Compared with rodent models, monkey models of autism offer an especially promising way to study the disorder, since primates are so much closer to humans. And indeed, in a small human study, Parker’s team found that children with autism also had significantly lower vasopressin levels in their cerebrospinal fluid than controls did. Parker and her colleagues have started clinical trials of inhaled vasopressin as a treatment for low sociability in autism, with encouraging preliminary results.

From Mutation to Miswiring. Recent studies have made enormous strides toward identifying the mutations that underlie autism. But these genetic variants confer autism risk through a wide variety of mechanisms, and little is known about how most of these mutations affect brain connectivity and function.

A new study illuminates this question for one of the most common genetic causes of autism: deletions in 16p11.2. SFARI Investigator Alessandro Gozzi of the Italian Institute of Technology in Genoa and his colleagues examined brain imaging data from children with 16p11.2 deletions in the Simons Searchlight cohort. They report in the July 1, 2018, Brain that the children have impaired connections between the prefrontal cortex, a brain region involved in social behavior and cognition, and other brain regions. This weakened connectivity correlates with low social and cognitive skills.

The team also found that mice with a 16p11.2 deletion have flawed connections between the prefrontal cortex and the retrosplenial cortex, which is involved in cognitive functioning. These mice showed a wide suite of brain impairments in the prefrontal cortex, such as miswiring of the neuronal projections connecting the region to the thalamus and a shortage of dendritic spines. The findings suggest that this mouse model may offer a faithful window into the neurobiology of people with 16p11.2 deletions.

Prioritizing Missense. Missense mutations, in which only one amino acid in a protein gets altered, are thought to underlie many cases of autism. Thousands of such mutations have been found among children with autism, but it is hard to know which of these mutations disrupt the function of the gene’s corresponding protein. A new framework for prioritizing missense mutations, published on June 11, 2018, in Nature Genetics, aims to change that.

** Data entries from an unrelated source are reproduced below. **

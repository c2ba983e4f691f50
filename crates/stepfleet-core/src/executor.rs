// Copyright (C) 2025 SyncMyOrders Sp. z o.o.
// SPDX-License-Identifier: AGPL-3.0-or-later
//! Executor and notification ports.
//!
//! The core treats step execution as opaque: it calls [`StepExecutor`] and
//! persists the outcome. The gateway-facing completion notification is
//! likewise a port; routing a notification to a live client socket is the
//! gateway's concern, possibly on another host.

use async_trait::async_trait;
use tracing::debug;

use crate::session::{Step, StepPayload};

/// Step execution failure. The queue applies retry/backoff to these.
#[derive(Debug, thiserror::Error)]
#[error("{message}")]
pub struct ExecutorError {
    /// Human-readable failure description.
    pub message: String,
}

impl ExecutorError {
    /// Create an error from any displayable message.
    pub fn new(message: impl Into<String>) -> Self {
        Self {
            message: message.into(),
        }
    }
}

/// Executes steps on behalf of a session.
#[async_trait]
pub trait StepExecutor: Send + Sync {
    /// Execute a step for real. Called exactly once per dispatch attempt.
    async fn execute(
        &self,
        session_id: &str,
        step: &StepPayload,
    ) -> Result<serde_json::Value, ExecutorError>;

    /// Re-apply an already-completed step to rebuild in-process state after
    /// a claim. Must be side-effect-free from the client's perspective: no
    /// completion events are emitted for replayed steps. Executors must
    /// tolerate duplicate replay of already-applied steps.
    async fn replay(&self, session_id: &str, step: &Step) -> Result<(), ExecutorError>;
}

/// Delivers step-completion notifications toward the gateway.
#[async_trait]
pub trait CompletionNotifier: Send + Sync {
    /// A step completed for the session bound to `connection_id`.
    async fn step_completed(&self, connection_id: &str, session_id: &str, step: &Step);
}

/// Notifier that only logs. Installed when no gateway relay is wired up.
#[derive(Debug, Default)]
pub struct LogNotifier;

#[async_trait]
impl CompletionNotifier for LogNotifier {
    async fn step_completed(&self, connection_id: &str, session_id: &str, step: &Step) {
        debug!(
            connection_id,
            session_id,
            step_id = %step.id,
            action = %step.action,
            "step completed"
        );
    }
}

The study — led by SFARI Investigator Haiyuan Yu of Cornell University, along with SFARI Investigators Bernie Devlin of the University of Pittsburgh and Kathryn Roeder of Carnegie Mellon University — looked at thousands of missense mutations in children with autism and their unaffected siblings in the Simons Simplex Collection. The researchers found that not only were the children with autism significantly more likely to have a missense mutation than their siblings, but these mutations (unlike their siblings’) were 27 percent more likely than chance would predict to affect a region that interacts with other proteins.

By combining experimental methods with machine-learning tech-niques, the team found that missense mutations resulted in about 2.5 times as many disrupted protein interactions in children with autism as in their siblings. And these disruptive mutations were more likely to impact ‘hubs’ — proteins that interact with multiple other proteins — than in the siblings. This protein interaction framework, the researchers argue, offers a novel way to identify which missense mutations are most likely to confer autism risk.